Funcionó. Los sentimientos estaban llegando. Brotando. Empecé a sentirme madre. No lloré cuando volví al trabajo porque no podía. Simplemente no pude. Pero dejé que la gentileza y el cariño crecieran en mi corazón.
Resultó que sentirme madre, disfrutar de la maternidad, dependía más de lo que me permitía hacer. Finalmente me dejé ser madre, me permití decir no a cosas que no eran mis hijos.
Pongo las primeras cosas en el lugar donde van las primeras cosas.
Madres, si me lo permiten, les voy a dar un permiso. No es un consejo, sino un visto bueno.
Tienes permiso para escuchar a tu madre, sentir y luego hacer lo que es mejor para ti y tu hijo.

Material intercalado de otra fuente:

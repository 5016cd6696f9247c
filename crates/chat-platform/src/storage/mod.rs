pub mod memory;
pub mod local;
pub mod auto;
pub mod events;

pub use memory::MemoryStorage;
pub use local::LocalStorage;
pub use auto::auto_detect_storage;
pub use events::{StorageChangeEvent, StorageListener};
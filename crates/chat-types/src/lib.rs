pub mod message;
pub mod envelope;
pub mod session;
pub mod config;
pub mod i18n;
pub mod error;

#[cfg(test)]
mod tests;

pub use error::ChatError;
pub type Result<T> = std::result::Result<T, ChatError>;
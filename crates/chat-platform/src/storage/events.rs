//! Cross-tab storage notifications.
//!
//! Browsers fire `storage` on every *other* window of the origin when
//! localStorage changes. The listener forwards each one into a channel; the
//! session consumes them on the next turn of the event loop.

use futures::channel::mpsc;
use wasm_bindgen::prelude::*;
use web_sys::{StorageEvent, Window};

use chat_types::{ChatError, Result};

#[derive(Debug, Clone, PartialEq, Eq)]
pub struct StorageChangeEvent {
    /// `None` when the whole store was cleared
    pub key: Option<String>,
    /// `None` when the key was removed
    pub new_value: Option<String>,
}

/// Detaches itself from the window on drop.
pub struct StorageListener {
    window: Window,
    callback: Closure<dyn FnMut(StorageEvent)>,
}

impl StorageListener {
    pub fn attach(events: mpsc::UnboundedSender<StorageChangeEvent>) -> Result<Self> {
        let window = web_sys::window()
            .ok_or_else(|| ChatError::JsInterop("No window object".to_string()))?;

        let callback = Closure::wrap(Box::new(move |event: StorageEvent| {
            let change = StorageChangeEvent {
                key: event.key(),
                new_value: event.new_value(),
            };
            if events.unbounded_send(change).is_err() {
                log::debug!("Storage event after session teardown");
            }
        }) as Box<dyn FnMut(StorageEvent)>);

        window
            .add_event_listener_with_callback("storage", callback.as_ref().unchecked_ref())
            .map_err(|e| ChatError::JsInterop(format!("{:?}", e)))?;

        Ok(Self { window, callback })
    }
}

impl Drop for StorageListener {
    fn drop(&mut self) {
        let _ = self
            .window
            .remove_event_listener_with_callback("storage", self.callback.as_ref().unchecked_ref());
    }
}
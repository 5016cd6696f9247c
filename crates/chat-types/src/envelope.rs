//! Wire protocol: one JSON object per socket frame, discriminated by `tag`.
//!
//! Outbound envelopes are strongly typed and serialized directly. Inbound
//! frames are decoded leniently: the backend mixes numeric and string ids and
//! sends optional fields as `null`, so bump payloads are read field by field
//! from a `serde_json::Value` instead of through strict derives.

use serde::{Deserialize, Serialize};
use serde_json::Value;

use crate::message::{Message, Origin, Role, SeenReceipt};
use crate::{ChatError, Result};

// ─── Outbound ────────────────────────────────────────────────

/// Envelopes sent from the client to the chat backend
#[derive(Debug, Clone, PartialEq, Eq, Serialize, Deserialize)]
#[serde(tag = "tag", rename_all = "camelCase", rename_all_fields = "camelCase")]
pub enum OutboundEnvelope {
    PlayerStartChatAndJoin {
        player_token: Option<String>,
        client_id: String,
        player_name: Option<String>,
        player_id: Option<i64>,
    },
    PlayerResumeChat {
        chat_id: String,
        player_token: Option<String>,
        client_id: String,
        player_id: Option<i64>,
    },
    PlayerSendMessage {
        player_token: Option<String>,
        chat_id: Option<String>,
        message: String,
        attachment: Option<String>,
    },
    PlayerLeaveChatAndClose {
        player_token: Option<String>,
        chat_id: Option<String>,
        client_id: String,
        player_name: Option<String>,
    },
    PlayerNewChatRating {
        chat_id: String,
        client_id: String,
        rating: u8,
        #[serde(skip_serializing_if = "Option::is_none", default)]
        player_token: Option<String>,
        player_id: Option<i64>,
    },
    PlayerMarkMessagesAsRead {
        chat_id: String,
        message_ids: Vec<i64>,
    },
}

impl OutboundEnvelope {
    pub fn encode(&self) -> Result<String> {
        Ok(serde_json::to_string(self)?)
    }

    /// The `tag` value, for logging
    pub fn tag(&self) -> &'static str {
        match self {
            OutboundEnvelope::PlayerStartChatAndJoin { .. } => "playerStartChatAndJoin",
            OutboundEnvelope::PlayerResumeChat { .. } => "playerResumeChat",
            OutboundEnvelope::PlayerSendMessage { .. } => "playerSendMessage",
            OutboundEnvelope::PlayerLeaveChatAndClose { .. } => "playerLeaveChatAndClose",
            OutboundEnvelope::PlayerNewChatRating { .. } => "playerNewChatRating",
            OutboundEnvelope::PlayerMarkMessagesAsRead { .. } => "playerMarkMessagesAsRead",
        }
    }
}

// ─── Inbound ─────────────────────────────────────────────────

/// A decoded server frame
#[derive(Debug, Clone, PartialEq)]
pub enum InboundEnvelope {
    Bump(ServerEvent),
    ExistingMessages {
        chat_id: Option<String>,
        messages: Vec<WireMessage>,
    },
}

#[derive(Deserialize)]
#[serde(tag = "tag")]
enum RawEnvelope {
    #[serde(rename = "bump")]
    Bump {
        bump_type: String,
        #[serde(default)]
        bump_data: Value,
    },
    #[serde(rename = "existingMessages")]
    ExistingMessages {
        #[serde(default)]
        chat_id: Value,
        #[serde(default)]
        messages: Vec<Value>,
    },
}

impl InboundEnvelope {
    /// Decode one text frame. Unknown tags and malformed JSON are errors the
    /// caller is expected to log and drop.
    pub fn decode(text: &str) -> Result<Self> {
        let raw: RawEnvelope = serde_json::from_str(text)
            .map_err(|e| ChatError::Protocol(format!("undecodable frame: {}", e)))?;
        Ok(match raw {
            RawEnvelope::Bump { bump_type, bump_data } => {
                InboundEnvelope::Bump(ServerEvent::from_bump(&bump_type, &bump_data))
            }
            RawEnvelope::ExistingMessages { chat_id, messages } => {
                InboundEnvelope::ExistingMessages {
                    chat_id: id_string(&chat_id),
                    messages: messages.iter().map(WireMessage::from_value).collect(),
                }
            }
        })
    }
}

/// Server-pushed state-machine events, one variant per known `bump_type`.
#[derive(Debug, Clone, PartialEq)]
pub enum ServerEvent {
    StartChatSuccess {
        chat_id: Option<String>,
        token: Option<String>,
        full_name: Option<String>,
    },
    RejoinChatSuccess {
        chat_id: Option<String>,
        token: Option<String>,
    },
    NewMessage(WireMessage),
    MessageDelivered {
        message_id: String,
        delivered_at: Option<i64>,
    },
    /// `messageSeen` and its alias `messageRead`
    MessageSeen {
        message_id: String,
        seen_by: Vec<SeenReceipt>,
    },
    MessagesMarkedAsRead {
        message_ids: Vec<String>,
    },
    /// `switchedStatusToClosed` (`by_system == false`) or
    /// `chatClosedBySystemAlready` (`by_system == true`)
    ChatClosed {
        by_system: bool,
    },
    ChatRatingSuccess,
    PlayerUnauthenticated {
        is_authenticated: Option<bool>,
    },
    /// Temporary block on the conversation
    Cooldown {
        seconds_remaining: Option<u64>,
        blocked_until: Option<i64>,
    },
    /// A `bump_type` this client does not know about yet
    Unrecognized {
        bump_type: String,
    },
}

impl ServerEvent {
    pub fn from_bump(bump_type: &str, data: &Value) -> Self {
        match bump_type {
            "startChatSuccess" => ServerEvent::StartChatSuccess {
                chat_id: first_id(data, &["chat", "chatId", "chat_id"]),
                token: first_string(data, &["playerToken", "player_token", "token"]),
                full_name: first_string(data, &["full_name"]),
            },
            "rejoinChatSuccess" => ServerEvent::RejoinChatSuccess {
                chat_id: first_id(data, &["chat", "chatId", "chat_id"]),
                token: first_string(data, &["playerToken", "player_token", "token"]),
            },
            "newMessage" => ServerEvent::NewMessage(WireMessage::from_value(data)),
            "messageDelivered" => ServerEvent::MessageDelivered {
                message_id: first_id(data, &["messageId"]).unwrap_or_default(),
                delivered_at: data.get("delivered_at").and_then(as_unix),
            },
            "messageSeen" | "messageRead" => ServerEvent::MessageSeen {
                message_id: first_id(data, &["messageId"]).unwrap_or_default(),
                seen_by: seen_receipts(data.get("seen_by")).unwrap_or_default(),
            },
            "messagesMarkedAsRead" => ServerEvent::MessagesMarkedAsRead {
                message_ids: data
                    .get("messageIds")
                    .and_then(Value::as_array)
                    .map(|ids| ids.iter().filter_map(id_string).collect())
                    .unwrap_or_default(),
            },
            "switchedStatusToClosed" => ServerEvent::ChatClosed { by_system: false },
            "chatClosedBySystemAlready" => ServerEvent::ChatClosed { by_system: true },
            "chatRatingSuccess" => ServerEvent::ChatRatingSuccess,
            "playerUnauthenticated" => ServerEvent::PlayerUnauthenticated {
                is_authenticated: data.get("is_authenticated").and_then(Value::as_bool),
            },
            "playerOnCooldown" => ServerEvent::Cooldown {
                seconds_remaining: data.get("seconds_remaining").and_then(Value::as_u64),
                blocked_until: data.get("blocked_until").and_then(as_unix),
            },
            other => ServerEvent::Unrecognized {
                bump_type: other.to_string(),
            },
        }
    }
}

/// A message as the backend sends it, in `newMessage` bumps and in history.
#[derive(Debug, Clone, PartialEq, Default)]
pub struct WireMessage {
    pub id: Option<String>,
    pub role: String,
    pub text: String,
    pub attachment_url: Option<String>,
    pub timestamp: Option<i64>,
    pub delivered_at: Option<i64>,
    pub seen_by: Option<Vec<SeenReceipt>>,
    pub is_sent_safely: bool,
}

const AGENT_ROLES: &[&str] = &["system_human", "system_ai_wasco", "system_ai_vector"];
const HIDDEN_ROLES: &[&str] = &["system_event", "system_chat_rating"];

impl WireMessage {
    pub fn from_value(data: &Value) -> Self {
        Self {
            id: first_id(data, &["id", "messageId"]),
            role: first_string(data, &["role"]).unwrap_or_default(),
            text: first_string(data, &["text"]).unwrap_or_default(),
            attachment_url: first_string(data, &["attachment_url"]),
            timestamp: data.get("timestamp").and_then(as_unix),
            delivered_at: data.get("delivered_at").and_then(as_unix),
            seen_by: seen_receipts(data.get("seen_by")),
            is_sent_safely: data.get("is_sent_safely").and_then(Value::as_bool) == Some(true),
        }
    }

    pub fn is_agent(&self) -> bool {
        AGENT_ROLES.contains(&self.role.as_str())
    }

    /// Event markers, rating records and safely-sent entries never reach the transcript.
    pub fn is_visible(&self) -> bool {
        !self.is_sent_safely && !HIDDEN_ROLES.contains(&self.role.as_str())
    }

    /// Convert into a transcript entry, or `None` when the message is hidden.
    pub fn into_message(self) -> Option<Message> {
        if !self.is_visible() {
            return None;
        }
        let role = if self.is_agent() { Role::Agent } else { Role::User };
        Some(Message {
            id: self
                .id
                .unwrap_or_else(|| uuid::Uuid::new_v4().to_string()),
            role,
            origin: Origin::Server,
            content: self.text,
            attachment: self.attachment_url,
            sent_at: self.timestamp,
            delivered_at: self.delivered_at,
            seen_by: self.seen_by,
        })
    }
}

// ─── Lenient field helpers ───────────────────────────────────

/// Ids arrive as strings or numbers; both normalize to a string.
fn id_string(value: &Value) -> Option<String> {
    match value {
        Value::String(s) if !s.is_empty() => Some(s.clone()),
        Value::Number(n) => Some(n.to_string()),
        _ => None,
    }
}

fn first_id(data: &Value, keys: &[&str]) -> Option<String> {
    keys.iter().find_map(|k| data.get(*k).and_then(id_string))
}

fn first_string(data: &Value, keys: &[&str]) -> Option<String> {
    keys.iter().find_map(|k| match data.get(*k) {
        Some(Value::String(s)) if !s.is_empty() => Some(s.clone()),
        _ => None,
    })
}

fn as_unix(value: &Value) -> Option<i64> {
    let ts = match value {
        Value::Number(n) => n.as_i64().or_else(|| n.as_f64().map(|f| f as i64)),
        Value::String(s) => s.trim().parse::<f64>().ok().map(|f| f as i64),
        _ => None,
    };
    ts.filter(|ts| *ts > 0)
}

fn seen_receipts(value: Option<&Value>) -> Option<Vec<SeenReceipt>> {
    let entries = value?.as_array()?;
    Some(
        entries
            .iter()
            .filter_map(|e| e.get("seen_at").and_then(as_unix))
            .map(|seen_at| SeenReceipt { seen_at })
            .collect(),
    )
}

Después del nacimiento, tienes permiso para decir no a los visitantes y los buenos deseos y los portadores de comida . El hecho de que alguien le traiga comida o lave los platos no significa que le deba una larga conversación o tiempo con el bebé. Nadie tiene derecho a tocar o abrazar a su bebé.
Nadie puede hacerte sentir culpable sin tu permiso (gracias por esa joya, Eleanor Roosevelt). Nadie puede avergonzarte para que vayas a su fiesta, boda o graduación si eres nueva en la maternidad y aún no estás preparada para el mundo. Está bien. Nunca más volverás a tener esos tranquilos momentos infantiles. Al menos no con este niño. ¿Por qué apresurarse?
Ojalá no hubiera dejado que quienes no eran mis padres influyeran en mi forma de ser padre. Ojalá no me hubiera importado una mierda lo que la gente pensara acerca de que yo saliera de una fiesta a las 8. Los niños tienen hora de dormir. Y estoy cansado de perseguirlos. ¿A quién le importa lo que digan los demás? No tengo tiempo para personas que no me apoyan. De todos modos, no son amigos.
Ojalá les hubiera dicho que no a casi todos después de tener a John, excepto a algunos amigos cercanos y familiares que realmente estaban ahí para nada más que ayudar y abrazar. Pero eso es porque tengo suerte. Si tus amigos o tus padres son más un estrés que una ayuda, sé respetuoso, pero debes saber que puedes decir que no. Puedes establecer límites.
Los límites que establecemos son líneas que trazamos alrededor de las personas que amamos y, como madres, somos nosotras las que decimos quién está dentro y quién no. Las líneas que trazamos a nuestro alrededor son con quién elegimos pasar tiempo y cuánto tiempo les permitimos quedarse. Las líneas son a quién decidimos dejar que cargue al bebé cuando deberíamos ser nosotros los que estamos en el sofá, no en la cocina.
Y si tienes demasiado miedo para decir que no, pídele a tu pareja o a un buen amigo que haga guardia junto a la puerta. Es posible que ellos puedan transmitir su mensaje de “gracias, pero no gracias” mejor que usted. Y eso está bien.
Entonces mamás, aquí está su permiso. Adelante, mantén un perfil bajo. Quédese en casa. Tome las comidas y envíe a los visitantes a empacar. Mantenga las cortinas cerradas. Acurrucarse. Hibernar. Abrazo.
El mundo te extrañará, pero todos estaremos aquí cuando estés listo.